Select, from the data, each line where "between" occurs.
Input material Start Marker
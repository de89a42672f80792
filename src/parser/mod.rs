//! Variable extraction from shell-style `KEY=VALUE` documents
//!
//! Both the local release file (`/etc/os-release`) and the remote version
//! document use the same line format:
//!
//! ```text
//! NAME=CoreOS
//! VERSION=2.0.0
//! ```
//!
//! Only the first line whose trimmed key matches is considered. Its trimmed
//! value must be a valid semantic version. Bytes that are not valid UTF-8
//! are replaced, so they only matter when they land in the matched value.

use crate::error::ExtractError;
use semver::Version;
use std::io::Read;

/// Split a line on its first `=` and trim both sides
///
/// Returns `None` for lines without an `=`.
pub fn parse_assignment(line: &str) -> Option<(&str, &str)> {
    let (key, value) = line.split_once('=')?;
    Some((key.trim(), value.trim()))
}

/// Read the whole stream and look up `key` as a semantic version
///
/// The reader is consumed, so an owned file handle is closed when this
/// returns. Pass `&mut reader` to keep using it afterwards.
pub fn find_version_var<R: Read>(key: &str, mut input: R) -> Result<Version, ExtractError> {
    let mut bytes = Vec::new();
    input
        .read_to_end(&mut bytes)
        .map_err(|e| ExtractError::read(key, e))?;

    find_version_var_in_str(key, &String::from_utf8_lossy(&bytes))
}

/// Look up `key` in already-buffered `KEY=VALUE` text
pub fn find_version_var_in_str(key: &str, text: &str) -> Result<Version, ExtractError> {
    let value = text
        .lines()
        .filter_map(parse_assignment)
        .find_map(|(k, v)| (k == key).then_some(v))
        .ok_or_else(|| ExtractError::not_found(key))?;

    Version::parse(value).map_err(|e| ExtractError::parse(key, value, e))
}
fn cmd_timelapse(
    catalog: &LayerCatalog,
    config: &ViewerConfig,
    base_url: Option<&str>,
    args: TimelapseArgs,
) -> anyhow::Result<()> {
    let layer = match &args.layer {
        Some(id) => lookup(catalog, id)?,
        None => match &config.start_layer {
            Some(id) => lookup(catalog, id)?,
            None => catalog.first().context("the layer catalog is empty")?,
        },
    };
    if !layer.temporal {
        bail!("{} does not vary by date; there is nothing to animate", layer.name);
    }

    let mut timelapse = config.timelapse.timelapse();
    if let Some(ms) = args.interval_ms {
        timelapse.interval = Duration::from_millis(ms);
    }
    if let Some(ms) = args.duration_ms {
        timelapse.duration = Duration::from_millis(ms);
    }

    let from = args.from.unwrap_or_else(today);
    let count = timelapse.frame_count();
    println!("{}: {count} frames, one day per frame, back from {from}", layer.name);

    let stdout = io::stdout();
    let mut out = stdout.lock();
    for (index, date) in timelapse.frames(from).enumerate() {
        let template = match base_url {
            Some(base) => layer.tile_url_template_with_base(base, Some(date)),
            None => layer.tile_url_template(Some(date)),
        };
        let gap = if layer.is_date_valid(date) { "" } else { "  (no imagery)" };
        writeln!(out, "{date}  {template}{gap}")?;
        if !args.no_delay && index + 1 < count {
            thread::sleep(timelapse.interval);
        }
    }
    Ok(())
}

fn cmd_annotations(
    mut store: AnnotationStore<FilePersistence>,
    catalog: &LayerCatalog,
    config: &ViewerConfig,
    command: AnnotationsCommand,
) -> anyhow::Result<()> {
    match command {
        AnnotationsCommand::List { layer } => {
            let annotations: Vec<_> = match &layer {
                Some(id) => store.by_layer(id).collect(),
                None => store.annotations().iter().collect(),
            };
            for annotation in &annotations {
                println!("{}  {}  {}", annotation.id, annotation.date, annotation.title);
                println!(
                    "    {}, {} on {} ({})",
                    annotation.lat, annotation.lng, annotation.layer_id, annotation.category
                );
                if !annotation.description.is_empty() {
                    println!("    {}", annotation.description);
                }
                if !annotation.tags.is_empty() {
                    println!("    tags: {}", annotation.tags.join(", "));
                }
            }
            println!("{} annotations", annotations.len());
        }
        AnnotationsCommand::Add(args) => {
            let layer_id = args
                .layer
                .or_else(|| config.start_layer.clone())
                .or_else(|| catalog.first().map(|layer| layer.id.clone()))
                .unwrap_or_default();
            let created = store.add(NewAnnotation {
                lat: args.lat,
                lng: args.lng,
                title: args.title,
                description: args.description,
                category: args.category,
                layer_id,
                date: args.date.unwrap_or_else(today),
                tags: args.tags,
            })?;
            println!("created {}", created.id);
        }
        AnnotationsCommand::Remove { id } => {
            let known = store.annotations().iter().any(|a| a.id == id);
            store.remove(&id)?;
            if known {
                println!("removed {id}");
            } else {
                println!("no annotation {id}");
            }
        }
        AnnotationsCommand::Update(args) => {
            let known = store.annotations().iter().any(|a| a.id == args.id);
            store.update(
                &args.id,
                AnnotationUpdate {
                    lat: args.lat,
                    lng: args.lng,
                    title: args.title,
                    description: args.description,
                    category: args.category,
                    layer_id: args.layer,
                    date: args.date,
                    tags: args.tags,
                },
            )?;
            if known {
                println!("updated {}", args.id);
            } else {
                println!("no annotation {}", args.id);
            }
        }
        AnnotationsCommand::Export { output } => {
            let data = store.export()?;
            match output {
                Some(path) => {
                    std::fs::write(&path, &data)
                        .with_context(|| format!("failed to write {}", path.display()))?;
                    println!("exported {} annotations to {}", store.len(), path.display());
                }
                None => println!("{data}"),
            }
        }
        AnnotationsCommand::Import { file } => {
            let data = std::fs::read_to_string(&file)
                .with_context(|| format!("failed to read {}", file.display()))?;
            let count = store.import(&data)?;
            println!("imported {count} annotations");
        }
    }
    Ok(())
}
Input material End Marker
Input material Start Marker
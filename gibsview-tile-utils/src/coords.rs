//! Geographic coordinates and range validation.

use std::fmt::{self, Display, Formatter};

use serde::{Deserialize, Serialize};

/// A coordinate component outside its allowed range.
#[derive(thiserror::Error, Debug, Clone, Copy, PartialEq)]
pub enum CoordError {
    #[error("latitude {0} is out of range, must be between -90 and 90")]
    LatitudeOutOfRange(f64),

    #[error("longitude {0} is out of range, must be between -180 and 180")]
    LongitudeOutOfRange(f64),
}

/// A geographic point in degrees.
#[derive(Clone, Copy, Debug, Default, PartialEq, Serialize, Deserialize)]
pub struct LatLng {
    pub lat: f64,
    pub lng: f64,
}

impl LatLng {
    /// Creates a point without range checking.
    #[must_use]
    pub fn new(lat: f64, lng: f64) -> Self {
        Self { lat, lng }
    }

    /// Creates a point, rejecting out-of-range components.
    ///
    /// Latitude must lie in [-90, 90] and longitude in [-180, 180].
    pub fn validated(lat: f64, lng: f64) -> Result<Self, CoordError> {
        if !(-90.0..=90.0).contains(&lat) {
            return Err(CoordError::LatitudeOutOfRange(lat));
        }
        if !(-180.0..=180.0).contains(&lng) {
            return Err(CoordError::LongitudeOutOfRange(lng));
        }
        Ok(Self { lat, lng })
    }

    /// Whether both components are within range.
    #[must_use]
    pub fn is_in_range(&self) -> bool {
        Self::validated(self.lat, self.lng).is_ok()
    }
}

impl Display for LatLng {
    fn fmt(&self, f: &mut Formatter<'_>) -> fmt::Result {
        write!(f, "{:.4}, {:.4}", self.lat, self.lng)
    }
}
Input material End Marker
- [Exercise output]:
    #[error("latitude {0} is out of range, must be between -90 and 90")]
    #[error("longitude {0} is out of range, must be between -180 and 180")]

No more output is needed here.